Garcia disputou o cargo de deputado estadual pelo MDB em 2018, sem sucesso. Mas já não tem filiação partidária.
Também foi secretário estadual de Segurança Pública no Espírito Santo, onde vive desde 2008, e participou da gestão de Paulo Hartung.
É procurador licenciado do estado de Pernambuco.
Ele afirmou à coluna que o convite de Lewandowski o surpreendeu e não se deu por questões políticas. "É pela atuação profissional, não política", afirmou.
"Quando ele era ministro (do Supremo Tribunal Federal), pessoas que trabalharam com ele participaram de situações em que fui demandado, como secretário na Secretaria de Segurança e na Sejus, e em palestras", contou.
Há cerca de duas semanas, ele falou por telefone com o futuro ministro da Justiça e, na sexta-feira (2), vai a Brasília encontrá-lo pessoalmente.
Questionado pela coluna sobre o possível alinhamento com o governo Lula, Garcia lembrou que não tem "questão ideológica": "Não sou chegado a radicalismos".
Mas fez questão de frisar:
A Senappen administra os cinco presídios federais, gerencia o fundo penitenciário nacional e fomenta a política pública de execução penal.
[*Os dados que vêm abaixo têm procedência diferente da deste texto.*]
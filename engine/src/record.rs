//! Normalized records and the identities that reference them.

use crate::{FieldName, RecordId, TypeName};
use serde::{Deserialize, Serialize};
use std::collections::BTreeMap;
use std::sync::Arc;

/// A lightweight reference to a record: type plus internal id.
///
/// Relationships hold identities, never records, so cycles such as
/// planet <-> moon never become ownership cycles.
#[derive(Debug, Clone, PartialEq, Eq, Hash, PartialOrd, Ord, Serialize, Deserialize)]
pub struct RecordIdentity {
    #[serde(rename = "type")]
    pub type_name: TypeName,
    pub id: RecordId,
}

impl RecordIdentity {
    pub fn new(type_name: impl Into<TypeName>, id: impl Into<RecordId>) -> Self {
        Self {
            type_name: type_name.into(),
            id: id.into(),
        }
    }
}

impl std::fmt::Display for RecordIdentity {
    fn fmt(&self, f: &mut std::fmt::Formatter<'_>) -> std::fmt::Result {
        write!(f, "{}:{}", self.type_name, self.id)
    }
}

/// Relationship linkage stored on a record.
#[derive(Debug, Clone, PartialEq, Eq, Serialize, Deserialize)]
#[serde(untagged)]
pub enum RelationshipData {
    /// To-many linkage; an ordered set.
    Many(Vec<RecordIdentity>),
    /// To-one linkage; `None` when explicitly empty.
    One(Option<RecordIdentity>),
}

impl RelationshipData {
    /// Build to-many linkage, dropping duplicate identities.
    pub fn many(identities: impl IntoIterator<Item = RecordIdentity>) -> Self {
        let mut out: Vec<RecordIdentity> = Vec::new();
        for identity in identities {
            if !out.contains(&identity) {
                out.push(identity);
            }
        }
        RelationshipData::Many(out)
    }

    /// Iterate over the referenced identities.
    pub fn identities(&self) -> impl Iterator<Item = &RecordIdentity> {
        let slice: &[RecordIdentity] = match self {
            RelationshipData::Many(ids) => ids,
            RelationshipData::One(Some(id)) => std::slice::from_ref(id),
            RelationshipData::One(None) => &[],
        };
        slice.iter()
    }
}

/// A normalized record in the store.
#[derive(Debug, Clone, PartialEq, Eq, Serialize, Deserialize)]
pub struct Record {
    /// Record type
    #[serde(rename = "type")]
    pub type_name: TypeName,
    /// Internal id, assigned locally
    pub id: RecordId,
    /// Remote keys by key field name
    #[serde(default, skip_serializing_if = "BTreeMap::is_empty")]
    pub keys: BTreeMap<FieldName, String>,
    /// Attribute values
    #[serde(default, skip_serializing_if = "BTreeMap::is_empty")]
    pub attributes: BTreeMap<FieldName, serde_json::Value>,
    /// Relationship linkage
    #[serde(default, skip_serializing_if = "BTreeMap::is_empty")]
    pub relationships: BTreeMap<FieldName, RelationshipData>,
}

impl Record {
    /// Create an empty record.
    pub fn new(type_name: impl Into<TypeName>, id: impl Into<RecordId>) -> Self {
        Self {
            type_name: type_name.into(),
            id: id.into(),
            keys: BTreeMap::new(),
            attributes: BTreeMap::new(),
            relationships: BTreeMap::new(),
        }
    }

    pub fn identity(&self) -> RecordIdentity {
        RecordIdentity::new(self.type_name.clone(), self.id.clone())
    }

    pub fn is(&self, identity: &RecordIdentity) -> bool {
        self.type_name == identity.type_name && self.id == identity.id
    }

    pub fn with_key(mut self, name: impl Into<FieldName>, value: impl Into<String>) -> Self {
        self.keys.insert(name.into(), value.into());
        self
    }

    pub fn with_attribute(mut self, name: impl Into<FieldName>, value: serde_json::Value) -> Self {
        self.attributes.insert(name.into(), value);
        self
    }

    pub fn with_has_one(
        mut self,
        name: impl Into<FieldName>,
        related: Option<RecordIdentity>,
    ) -> Self {
        self.relationships
            .insert(name.into(), RelationshipData::One(related));
        self
    }

    pub fn with_has_many(
        mut self,
        name: impl Into<FieldName>,
        related: impl IntoIterator<Item = RecordIdentity>,
    ) -> Self {
        self.relationships
            .insert(name.into(), RelationshipData::many(related));
        self
    }

    pub fn key(&self, name: &str) -> Option<&str> {
        self.keys.get(name).map(String::as_str)
    }

    pub fn attribute(&self, name: &str) -> Option<&serde_json::Value> {
        self.attributes.get(name)
    }

    pub fn relationship(&self, name: &str) -> Option<&RelationshipData> {
        self.relationships.get(name)
    }

    /// Merge a partial record over this one.
    ///
    /// Keys, attributes and relationships present on `incoming` replace the
    /// current values; everything else is kept.
    pub fn merged(&self, incoming: &Record) -> Record {
        let mut merged = self.clone();
        merged
            .keys
            .extend(incoming.keys.iter().map(|(k, v)| (k.clone(), v.clone())));
        merged.attributes.extend(
            incoming
                .attributes
                .iter()
                .map(|(k, v)| (k.clone(), v.clone())),
        );
        merged.relationships.extend(
            incoming
                .relationships
                .iter()
                .map(|(k, v)| (k.clone(), v.clone())),
        );
        merged
    }
}

/// The normalized result of a source operation.
///
/// `primary` names the operation's subjects in response order; `records`
/// holds every record the response carried, primary and included alike.
#[derive(Debug, Clone, Default, PartialEq)]
pub struct RecordBatch {
    pub primary: Vec<RecordIdentity>,
    pub records: Vec<Arc<Record>>,
}

impl RecordBatch {
    pub fn new() -> Self {
        Self::default()
    }

    /// A batch whose records are all primary.
    pub fn from_primary(records: Vec<Arc<Record>>) -> Self {
        Self {
            primary: records.iter().map(|r| r.identity()).collect(),
            records,
        }
    }

    pub fn is_empty(&self) -> bool {
        self.records.is_empty()
    }

    pub fn len(&self) -> usize {
        self.records.len()
    }

    /// Primary records in `primary` order. Primary identities without a
    /// record in the batch are skipped.
    pub fn primary_records(&self) -> Vec<Arc<Record>> {
        self.primary
            .iter()
            .filter_map(|identity| self.records.iter().find(|r| r.is(identity)).cloned())
            .collect()
    }
}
Também abriga a Coordenação-Geral de Inteligência do Sistema Penitenciário Federal.
"A secretaria trabalha com estados e outros países no mapeamento de organizações criminosas", destacou Garcia.
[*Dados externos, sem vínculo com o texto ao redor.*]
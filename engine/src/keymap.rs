//! Remote id <-> internal id reconciliation table.
//!
//! Records are stored under internal ids; the remote source addresses them by
//! remote ids. The key map binds the two per record type. Entries are created
//! the first time a remote id is seen by either source and are never removed.

use crate::{error::Result, Error, RecordId, TypeName};
use dashmap::mapref::entry::Entry;
use dashmap::DashMap;
use serde::{Deserialize, Serialize};

/// One binding in the key map.
#[derive(Debug, Clone, PartialEq, Eq, Hash, PartialOrd, Ord, Serialize, Deserialize)]
#[serde(rename_all = "camelCase")]
pub struct KeyMapEntry {
    #[serde(rename = "type")]
    pub type_name: TypeName,
    pub remote_id: String,
    pub internal_id: RecordId,
}

/// Concurrent two-way map between remote and internal ids.
///
/// Share it via `Arc`; every method takes `&self`.
#[derive(Debug, Default)]
pub struct KeyMap {
    to_internal: DashMap<(TypeName, String), RecordId>,
    to_remote: DashMap<(TypeName, RecordId), String>,
}

impl KeyMap {
    pub fn new() -> Self {
        Self::default()
    }

    /// Look up the internal id bound to a remote id.
    pub fn internal_id(&self, type_name: &str, remote_id: &str) -> Option<RecordId> {
        self.to_internal
            .get(&(type_name.to_string(), remote_id.to_string()))
            .map(|id| id.value().clone())
    }

    /// Look up the remote id bound to an internal id.
    pub fn remote_id(&self, type_name: &str, internal_id: &str) -> Option<String> {
        self.to_remote
            .get(&(type_name.to_string(), internal_id.to_string()))
            .map(|id| id.value().clone())
    }

    /// Return the internal id for a remote id, allocating a fresh one on miss.
    ///
    /// Concurrent callers discovering the same remote id all receive the same
    /// internal id: the lookup and insert happen under the entry's shard lock.
    pub fn resolve_or_allocate(&self, type_name: &str, remote_id: &str) -> RecordId {
        let key = (type_name.to_string(), remote_id.to_string());
        match self.to_internal.entry(key) {
            Entry::Occupied(entry) => entry.get().clone(),
            Entry::Vacant(entry) => {
                let internal_id = uuid::Uuid::new_v4().to_string();
                entry.insert(internal_id.clone());
                self.to_remote.insert(
                    (type_name.to_string(), internal_id.clone()),
                    remote_id.to_string(),
                );
                internal_id
            }
        }
    }

    /// Bind a remote id to a known internal id.
    ///
    /// Re-binding the same pair is a no-op; binding either side to a
    /// different partner fails with [`Error::KeyConflict`]. Both directions
    /// are checked while holding both entries, locked in the same order as
    /// [`KeyMap::resolve_or_allocate`].
    pub fn bind(&self, type_name: &str, remote_id: &str, internal_id: &str) -> Result<()> {
        let conflict = |existing: &str| Error::KeyConflict {
            type_name: type_name.to_string(),
            remote_id: remote_id.to_string(),
            existing: existing.to_string(),
        };

        let key = (type_name.to_string(), remote_id.to_string());
        match self.to_internal.entry(key) {
            Entry::Occupied(entry) if entry.get() == internal_id => Ok(()),
            Entry::Occupied(entry) => Err(conflict(entry.get())),
            Entry::Vacant(forward) => {
                let reverse_key = (type_name.to_string(), internal_id.to_string());
                match self.to_remote.entry(reverse_key) {
                    Entry::Occupied(reverse) => Err(conflict(reverse.get())),
                    Entry::Vacant(reverse) => {
                        reverse.insert(remote_id.to_string());
                        forward.insert(internal_id.to_string());
                        Ok(())
                    }
                }
            }
        }
    }

    /// Number of bindings.
    pub fn len(&self) -> usize {
        self.to_internal.len()
    }

    pub fn is_empty(&self) -> bool {
        self.to_internal.is_empty()
    }

    /// All bindings, sorted.
    pub fn entries(&self) -> Vec<KeyMapEntry> {
        let mut entries: Vec<KeyMapEntry> = self
            .to_internal
            .iter()
            .map(|e| KeyMapEntry {
                type_name: e.key().0.clone(),
                remote_id: e.key().1.clone(),
                internal_id: e.value().clone(),
            })
            .collect();
        entries.sort();
        entries
    }
}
Outro integrante do primeiro escalão de Casagrande, o secretário de Controle e Transparência, Edmar Camata, chegou a ser anunciado como futuro diretor-geral da Polícia Rodoviária Federal (PRF), em dezembro de 2022.
O problema foram tuítes antigos do secretário. André Garcia, por sua vez, nem tem Twitter (que agora se chama X).
Quem vai substituir Garcia no comando da Sejus é o agente da Polícia Federal Rafael Pacheco. Desde janeiro de 2023, ele é subsecretário de Inteligência Prisional.
André Garcia contou à coluna que sugeriu o nome ao governador Renato Casagrande, que concordou com a indicação.